L’attivazione del recettore della prolattina dei membri della famiglia Src è stata precedentemente studiata in altri tipi cellulari, come epatociti, linfociti di ratto (Nb2 e W53) e persino in cellule epiteliali mammarie di topo (HC11) (10, 30). C-Src viene attivato attraverso l’interazione diretta con i recettori di membrana cellulare, portando all’autofosforilazione e quindi alla segnalazione a valle (31). Tra le molte protein chinasi controllate da c-Src nelle cellule del cancro al seno, la moesina, membro della famiglia ERM, è un mediatore chiave del rimodellamento del citoscheletro e della membrana cellulare. Quando fosforilata, la moesina attivata depolimerizza e rimodella l’actina verso la membrana plasmatica, inducendo lo sviluppo di un complesso di actina corticale (32).
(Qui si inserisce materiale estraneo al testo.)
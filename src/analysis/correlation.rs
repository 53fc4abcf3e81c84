use super::stats::{pearson, Statistic, UndefinedReason};
use crate::data::filter::FilteredView;
use crate::data::model::{OrderRecord, FREIGHT_VALUE, PRICE, PRODUCT_WEIGHT_G};

/// Pearson correlation between `price` and `quantity`.
///
/// Rows with a non-numeric quantity are left out of the pairs. A price
/// column without any numeric value leaves no pairs at all.
pub fn price_quantity(view: &FilteredView<'_>) -> Statistic {
    pearson(&price_quantity_points(view))
}

/// (price, quantity) pairs for a scatter plot.
pub fn price_quantity_points(view: &FilteredView<'_>) -> Vec<(f64, f64)> {
    if view.dataset().fell_back(PRICE) {
        return Vec::new();
    }
    view.records()
        .filter_map(|r| r.quantity.map(|q| (r.price, q)))
        .collect()
}

/// Symmetric correlation matrix over a fixed set of columns.
#[derive(Debug, Clone, PartialEq)]
pub struct CorrelationMatrix {
    pub labels: [&'static str; 3],
    pub values: [[Statistic; 3]; 3],
}

impl CorrelationMatrix {
    pub fn get(&self, row: usize, col: usize) -> Statistic {
        self.values[row][col]
    }
}

/// 3×3 correlations among `price`, `freight_value` and `product_weight_g`.
///
/// Cells touching a column that had no numeric values are undefined.
pub fn price_freight_weight(view: &FilteredView<'_>) -> CorrelationMatrix {
    fn price(r: &OrderRecord) -> f64 {
        r.price
    }
    fn freight(r: &OrderRecord) -> f64 {
        r.freight_value
    }
    fn weight(r: &OrderRecord) -> f64 {
        r.product_weight_g
    }
    let extract: [fn(&OrderRecord) -> f64; 3] = [price, freight, weight];
    let labels = [PRICE, FREIGHT_VALUE, PRODUCT_WEIGHT_G];
    let known = labels.map(|column| !view.dataset().fell_back(column));

    let mut values = [[Statistic::Defined(0.0); 3]; 3];
    for i in 0..3 {
        for j in i..3 {
            if !(known[i] && known[j]) {
                values[i][j] = Statistic::Undefined(UndefinedReason::NoSamples);
                values[j][i] = values[i][j];
                continue;
            }
            let pairs: Vec<(f64, f64)> = view
                .records()
                .map(|r| (extract[i](r), extract[j](r)))
                .collect();
            let r = pearson(&pairs);
            values[i][j] = r;
            values[j][i] = r;
        }
    }

    CorrelationMatrix { labels, values }
}
mod analysis;
mod app;
mod color;
mod config;
mod data;
mod pipeline;
mod state;
mod ui;

use std::path::PathBuf;

use app::OrderScopeApp;
use config::DashboardConfig;
use eframe::egui;

fn main() -> anyhow::Result<()> {
    env_logger::Builder::from_env(env_logger::Env::default().default_filter_or("info")).init();

    // Optional first argument: dataset path, overriding the config file.
    let config = DashboardConfig::resolve(std::env::args_os().nth(1).map(PathBuf::from))?;

    let options = eframe::NativeOptions {
        viewport: egui::ViewportBuilder::default()
            .with_inner_size([1400.0, 900.0])
            .with_min_inner_size([800.0, 500.0]),
        ..Default::default()
    };

    eframe::run_native(
        "E-Commerce Analytics Dashboard",
        options,
        Box::new(move |_cc| Ok(Box::new(OrderScopeApp::new(config)))),
    )
    .map_err(|e| anyhow::anyhow!("running the dashboard: {e}"))
}
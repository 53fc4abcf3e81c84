//! One synchronous recomputation pass: filter, then every reducer.
//!
//! The UI calls [`run`] with the current filter parameters whenever they
//! change; nothing here holds UI state or touches the dataset mutably.

use crate::analysis::correlation::{self, CorrelationMatrix};
use crate::analysis::discount::{self, DiscountGroup};
use crate::analysis::kpi::{self, KpiSummary};
use crate::analysis::ranking::{self, CategoryPerformance, ProductSales};
use crate::analysis::stats::Statistic;
use crate::analysis::trend::{self, Granularity, TrendPoint};
use crate::analysis::AnalysisError;
use crate::config::DashboardConfig;
use crate::data::filter::{filter, FilterParams};
use crate::data::model::Dataset;

/// Knobs the reducers take.
#[derive(Debug, Clone, Copy, PartialEq, Eq)]
pub struct AnalysisSettings {
    pub top_n: usize,
    pub category_top_n: usize,
    pub granularity: Granularity,
}

impl Default for AnalysisSettings {
    fn default() -> Self {
        Self {
            top_n: 10,
            category_top_n: 10,
            granularity: Granularity::Weekly,
        }
    }
}

impl From<&DashboardConfig> for AnalysisSettings {
    fn from(config: &DashboardConfig) -> Self {
        Self {
            top_n: config.top_n,
            category_top_n: config.category_top_n,
            granularity: config.trend_granularity,
        }
    }
}

/// Everything the presentation layer draws for one filter selection.
#[derive(Debug, Clone, PartialEq)]
pub struct DashboardReport {
    /// Rows of the dataset in the filtered view.
    pub visible_indices: Vec<usize>,
    pub kpi: KpiSummary,
    /// Price-based sections fail when `price` had no numeric values.
    pub top_products: Result<Vec<ProductSales>, AnalysisError>,
    pub granularity: Granularity,
    pub trend: Result<Vec<TrendPoint>, AnalysisError>,
    /// Also fails when the dataset has no `payment_value`.
    pub discount: Result<Vec<DiscountGroup>, AnalysisError>,
    pub price_quantity: Statistic,
    pub scatter: Vec<(f64, f64)>,
    pub categories: Result<CategoryPerformance, AnalysisError>,
    pub correlation: CorrelationMatrix,
}

#[derive(Debug, Clone, PartialEq)]
pub enum Outcome {
    /// The filters matched nothing; nothing was aggregated.
    Empty,
    Report(Box<DashboardReport>),
}

/// Filter `dataset` with `params` and run every reducer over the result.
pub fn run(dataset: &Dataset, params: &FilterParams, settings: &AnalysisSettings) -> Outcome {
    let view = filter(dataset, params);
    if view.is_empty() {
        log::warn!("No data available for the selected filters");
        return Outcome::Empty;
    }

    log::debug!("Building report over {} rows", view.len());
    let report = DashboardReport {
        kpi: kpi::kpi_summary(&view),
        top_products: ranking::top_products(&view, settings.top_n),
        granularity: settings.granularity,
        trend: trend::sales_trend(&view, settings.granularity),
        discount: discount::discount_impact(&view),
        price_quantity: correlation::price_quantity(&view),
        scatter: correlation::price_quantity_points(&view),
        categories: ranking::category_performance(&view, settings.category_top_n),
        correlation: correlation::price_freight_weight(&view),
        visible_indices: view.into_indices(),
    };

    let skipped = [
        ("Top products", report.top_products.as_ref().err()),
        ("Sales trend", report.trend.as_ref().err()),
        ("Discount analysis", report.discount.as_ref().err()),
        ("Category performance", report.categories.as_ref().err()),
    ];
    for (section, err) in skipped {
        if let Some(e) = err {
            log::warn!("{section} skipped: {e}");
        }
    }

    Outcome::Report(Box::new(report))
}

#[cfg(test)]
mod tests {
    use chrono::NaiveDate;

    use super::*;
    use crate::analysis::discount::DiscountStatus;
    use crate::analysis::stats::UndefinedReason;
    use crate::data::filter::DateRange;
    use crate::data::model::{RawTable, PRICE};
    use crate::data::normalize::normalize;

    fn raw() -> RawTable {
        RawTable {
            headers: [
                "order_purchase_timestamp",
                "product_id",
                "product_category_name",
                "price",
                "payment_value",
                "quantity",
                "freight_value",
                "product_weight_g",
            ]
            .iter()
            .map(|s| s.to_string())
            .collect(),
            rows: [
                ["2024-01-01 09:00:00", "p1", "toys", "10", "8", "2", "1", "100"],
                ["2024-01-08 10:00:00", "p2", "toys", "20", "20", "1", "2", "250"],
                ["2024-02-01 11:00:00", "p3", "books", "5", "5", "1", "1", "400"],
            ]
            .iter()
            .map(|r| r.iter().map(|c| c.to_string()).collect())
            .collect(),
        }
    }

    fn january(categories: &[&str]) -> FilterParams {
        FilterParams {
            date_range: DateRange::new(
                NaiveDate::from_ymd_opt(2024, 1, 1).unwrap(),
                NaiveDate::from_ymd_opt(2024, 1, 31).unwrap(),
            ),
            categories: categories.iter().map(|c| c.to_string()).collect(),
        }
    }

    #[test]
    fn end_to_end_january_toys() {
        let ds = normalize(&raw()).unwrap();
        let Outcome::Report(report) = run(&ds, &january(&["toys"]), &AnalysisSettings::default())
        else {
            panic!("expected a report");
        };

        assert_eq!(report.visible_indices, vec![0, 1]);
        assert_eq!(report.kpi.total_sales, Statistic::Defined(30.0));
        assert_eq!(report.kpi.average_order_value, Statistic::Defined(15.0));

        let groups = report.discount.as_ref().unwrap();
        assert_eq!(groups.len(), 2);
        assert_eq!(groups[0].status, DiscountStatus::WithDiscount);
        assert_eq!(
            (groups[0].price_sum, groups[0].payment_sum, groups[0].quantity_sum),
            (10.0, 8.0, 2.0)
        );
        assert_eq!(groups[1].status, DiscountStatus::WithoutDiscount);
        assert_eq!(
            (groups[1].price_sum, groups[1].payment_sum, groups[1].quantity_sum),
            (20.0, 20.0, 1.0)
        );

        assert_eq!(report.top_products.as_ref().unwrap()[0].product_id, "p2");
        assert_eq!(report.trend.as_ref().unwrap().len(), 2);
        assert_eq!(report.categories.as_ref().unwrap().by_total.len(), 1);
    }

    #[test]
    fn empty_selection_skips_aggregation() {
        let ds = normalize(&raw()).unwrap();
        assert_eq!(
            run(&ds, &january(&[]), &AnalysisSettings::default()),
            Outcome::Empty
        );
        assert_eq!(
            run(&ds, &january(&["books"]), &AnalysisSettings::default()),
            Outcome::Empty
        );
    }

    #[test]
    fn missing_payment_column_only_fails_discount() {
        let mut table = raw();
        table.headers[4] = "voucher_code".to_string();
        let ds = normalize(&table).unwrap();
        let Outcome::Report(report) = run(&ds, &january(&["toys"]), &AnalysisSettings::default())
        else {
            panic!("expected a report");
        };
        assert!(report.discount.is_err());
        assert_eq!(report.kpi.total_sales, Statistic::Defined(30.0));
        assert!(report.top_products.is_ok());
    }

    #[test]
    fn unparseable_price_column_is_not_reported_as_zero() {
        let mut table = raw();
        for (row, price) in table.rows.iter_mut().zip(["abc", "", "n/a"]) {
            row[3] = price.to_string();
        }
        let ds = normalize(&table).unwrap();
        let Outcome::Report(report) = run(&ds, &january(&["toys"]), &AnalysisSettings::default())
        else {
            panic!("expected a report");
        };

        let undefined = Statistic::Undefined(UndefinedReason::NoSamples);
        assert_eq!(report.kpi.total_sales, undefined);
        assert_eq!(report.kpi.average_order_value, undefined);
        assert_eq!(report.kpi.total_orders, 3.0);
        assert_eq!(report.price_quantity, undefined);
        assert!(report.scatter.is_empty());

        let missing = AnalysisError::NoNumericValues(PRICE);
        assert_eq!(report.categories, Err(missing.clone()));
        assert_eq!(report.top_products, Err(missing.clone()));
        assert_eq!(report.trend, Err(missing));
        assert!(report.correlation.get(1, 2).is_defined());
    }
}
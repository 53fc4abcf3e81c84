//! Write a filtered view to CSV, verbatim.

use std::path::{Path, PathBuf};

use chrono::{Local, NaiveDate};

use super::error::DataError;
use super::filter::FilteredView;
use crate::analysis::discount::{discount, DiscountStatus};

pub const DISCOUNT: &str = "discount";
pub const DISCOUNT_STATUS: &str = "discount_status";

#[derive(Debug, Clone, Copy, Default, PartialEq, Eq)]
pub struct ExportOptions {
    /// Append the session-derived `discount` and `discount_status` columns.
    pub include_derived: bool,
}

/// `filtered_data_<date>.csv` inside `dir`.
pub fn default_export_path(dir: &Path, today: NaiveDate) -> PathBuf {
    dir.join(format!("filtered_data_{}.csv", today.format("%Y-%m-%d")))
}

/// [`default_export_path`] for the local calendar date.
pub fn default_export_path_today(dir: &Path) -> PathBuf {
    default_export_path(dir, Local::now().date_naive())
}

/// Write `view` as CSV: one header row, then one line per record, columns in
/// normalized schema order. Returns the number of data rows written.
pub fn write_csv(
    view: &FilteredView<'_>,
    path: &Path,
    options: ExportOptions,
) -> Result<usize, DataError> {
    let export_err = |source| DataError::Export {
        path: path.to_path_buf(),
        source,
    };

    let columns = &view.dataset().columns;
    let mut writer = csv::Writer::from_path(path).map_err(export_err)?;

    let mut header: Vec<&str> = columns.iter().map(|c| c.name.as_str()).collect();
    if options.include_derived {
        header.push(DISCOUNT);
        header.push(DISCOUNT_STATUS);
    }
    writer.write_record(&header).map_err(export_err)?;

    let mut rows = 0usize;
    for record in view.records() {
        let mut cells: Vec<String> = columns.iter().map(|c| record.cell_text(c.kind)).collect();
        if options.include_derived {
            cells.push(discount(record).map(|d| format!("{d}")).unwrap_or_default());
            cells.push(DiscountStatus::of(record).label().to_string());
        }
        writer.write_record(&cells).map_err(export_err)?;
        rows += 1;
    }

    writer
        .flush()
        .map_err(|e| export_err(csv::Error::from(e)))?;

    log::info!("Exported {rows} rows to {}", path.display());
    Ok(rows)
}

#[cfg(test)]
mod tests {
    use super::*;
    use crate::data::filter::{filter, DateRange, FilterParams};
    use crate::data::model::RawTable;
    use crate::data::normalize::normalize;

    fn dataset() -> crate::data::model::Dataset {
        let raw = RawTable {
            headers: [
                "order_id",
                "order_purchase_timestamp",
                "product_id",
                "product_category_name",
                "price",
                "payment_value",
                "freight_value",
                "product_weight_g",
            ]
            .iter()
            .map(|s| s.to_string())
            .collect(),
            rows: vec![
                vec!["o1", "2024-01-01 10:00:00", "p1", "toys", "10", "8", "1.5", "100"],
                vec!["o2", "2024-01-08 11:30:00", "p2", "toys", "20", "20", "2", ""],
                vec!["o3", "2024-02-01 09:00:00", "p3", "books", "5", "5", "1", "300"],
            ]
            .into_iter()
            .map(|r| r.into_iter().map(String::from).collect())
            .collect(),
        };
        normalize(&raw).unwrap()
    }

    fn january_toys() -> FilterParams {
        FilterParams {
            date_range: DateRange::new(
                NaiveDate::from_ymd_opt(2024, 1, 1).unwrap(),
                NaiveDate::from_ymd_opt(2024, 1, 31).unwrap(),
            ),
            categories: ["toys".to_string()].into_iter().collect(),
        }
    }

    #[test]
    fn writes_header_and_one_line_per_row() {
        let ds = dataset();
        let view = filter(&ds, &january_toys());
        let dir = tempfile::tempdir().unwrap();
        let path = dir.path().join("out.csv");

        let written = write_csv(&view, &path, ExportOptions::default()).unwrap();
        assert_eq!(written, 2);

        let mut reader = csv::Reader::from_path(&path).unwrap();
        let header: Vec<String> = reader.headers().unwrap().iter().map(String::from).collect();
        assert_eq!(header, ds.column_names());
        assert_eq!(header.last().map(String::as_str), Some("quantity"));

        let rows: Vec<csv::StringRecord> = reader.records().map(|r| r.unwrap()).collect();
        assert_eq!(rows.len(), 2);
        assert_eq!(&rows[0][0], "o1");
        assert_eq!(&rows[0][1], "2024-01-01 10:00:00");
        // imputed weight is the mean of 100 and 300
        assert_eq!(&rows[1][7], "200");
        assert_eq!(&rows[1][8], "1");
    }

    #[test]
    fn derived_columns_are_appended_on_request() {
        let ds = dataset();
        let view = filter(&ds, &january_toys());
        let dir = tempfile::tempdir().unwrap();
        let path = dir.path().join("out.csv");

        write_csv(&view, &path, ExportOptions { include_derived: true }).unwrap();

        let mut reader = csv::Reader::from_path(&path).unwrap();
        let header = reader.headers().unwrap().clone();
        assert_eq!(&header[header.len() - 2], DISCOUNT);
        assert_eq!(&header[header.len() - 1], DISCOUNT_STATUS);

        let rows: Vec<csv::StringRecord> = reader.records().map(|r| r.unwrap()).collect();
        assert_eq!(&rows[0][rows[0].len() - 2], "2");
        assert_eq!(&rows[0][rows[0].len() - 1], "with discount");
        assert_eq!(&rows[1][rows[1].len() - 1], "without discount");
    }

    #[test]
    fn default_path_embeds_the_date() {
        let today = NaiveDate::from_ymd_opt(2024, 3, 9).unwrap();
        let path = default_export_path(Path::new("exports"), today);
        assert_eq!(path, Path::new("exports").join("filtered_data_2024-03-09.csv"));
    }
}
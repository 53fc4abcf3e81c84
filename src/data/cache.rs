use std::collections::HashMap;
use std::path::{Path, PathBuf};
use std::sync::Arc;
use std::time::SystemTime;

use super::error::DataError;
use super::model::Dataset;
use super::{loader, normalize};

// ---------------------------------------------------------------------------
// Fingerprint – what "the same file" means
// ---------------------------------------------------------------------------

/// Modification time and size of a file. A cached dataset is reused only while
/// both are unchanged.
#[derive(Debug, Clone, Copy, PartialEq, Eq)]
pub struct Fingerprint {
    pub modified: Option<SystemTime>,
    pub len: u64,
}

impl Fingerprint {
    pub fn of(path: &Path) -> Result<Self, DataError> {
        let meta = std::fs::metadata(path).map_err(|source| {
            if source.kind() == std::io::ErrorKind::NotFound {
                DataError::NotFound(path.to_path_buf())
            } else {
                DataError::Io {
                    path: path.to_path_buf(),
                    source,
                }
            }
        })?;
        Ok(Fingerprint {
            modified: meta.modified().ok(),
            len: meta.len(),
        })
    }
}

struct CacheEntry {
    fingerprint: Fingerprint,
    dataset: Arc<Dataset>,
}

// ---------------------------------------------------------------------------
// DatasetCache
// ---------------------------------------------------------------------------

/// Normalized datasets keyed by path, owned by whoever runs the pipeline.
///
/// Entries are shared read-only through `Arc`; a changed [`Fingerprint`]
/// replaces the entry on the next [`DatasetCache::load`].
#[derive(Default)]
pub struct DatasetCache {
    entries: HashMap<PathBuf, CacheEntry>,
}

impl DatasetCache {
    pub fn new() -> Self {
        Self::default()
    }

    /// Load and normalize `path`, or return the cached dataset if the file is
    /// unchanged since it was last read.
    pub fn load(&mut self, path: &Path) -> Result<Arc<Dataset>, DataError> {
        let fingerprint = Fingerprint::of(path)?;

        if let Some(entry) = self.entries.get(path) {
            if entry.fingerprint == fingerprint {
                log::debug!("Dataset cache hit for {}", path.display());
                return Ok(Arc::clone(&entry.dataset));
            }
            log::info!("{} changed on disk, reloading", path.display());
        }

        let raw = loader::load_file(path)?;
        let dataset = Arc::new(normalize::normalize(&raw)?);
        self.entries.insert(
            path.to_path_buf(),
            CacheEntry {
                fingerprint,
                dataset: Arc::clone(&dataset),
            },
        );
        Ok(dataset)
    }

    /// Drop the entry for `path`, forcing the next load to read the file.
    pub fn invalidate(&mut self, path: &Path) -> bool {
        self.entries.remove(path).is_some()
    }

    #[cfg(test)]
    pub fn len(&self) -> usize {
        self.entries.len()
    }

    #[cfg(test)]
    pub fn is_empty(&self) -> bool {
        self.entries.is_empty()
    }
}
La formazione di questa piattaforma di actina di membrana è necessaria per sviluppare interazioni transmembrana tra il citoscheletro della cellula e le proteine della matrice extracellualre. Un secondo passo rilevante per ottenere il movimento cellulare è la formazione di complessi di adesione focale, o strutture arricchite in actina e vinculina dove si formano ponti tra il complesso di actina corticale e l’ECM attraverso l’ancoraggio di proteine della famiglia delle integrine (33). Questo processo è mediato da FAK che favorisce lo sviluppo e il turnover dei complessi di adesione (34). La successiva contrazione del citoscheletro consente il movimento cellulare. Moesina e FAK sono sovraespressi nel carcinoma mammario e il loro livello di espressione è correlato al potenziale metastatico (35, 36).

I livelli plasmatici di PRL sembrano rappresentare un fattore di rischio per le metastasi del cancro al seno (37). La sovraespressione e l’attivazione funzionale di FAK, moesina e c-SRC nelle cellule del cancro al seno possono in parte spiegare questo risultato epidemiologico. Sulla base dei nostri risultati, si può ipotizzare che alcuni degli effetti della PRL sulla motilità delle cellule del cancro al seno possano essere innescati dal reclutamento della piccola proteina adattatrice, c-Src, e dal reclutamento di FAK e moesina, seguito dal riarrangiamento dell’actina e dal potenziamento di motilità cellulare.

In sintesi, mostriamo qui che la motilità delle cellule T47D, ZR75-1 e MCF-7 è migliorata dall’esposizione a PRL. Ciò porta alla segnalazione dipendente da PRLR a c-Src, moesina e FAK e al rimodellamento del citoscheletro di actina necessario alla motilità cellulare. Queste scoperte evidenziano nuove vie di segnalazione attraverso le quali la PRL può influenzare il comportamento biologico del cancro al seno. Questi percorsi possono essere studiati come nuovi bersagli per l’intervento per ridurre la capacità di progressione del cancro al seno.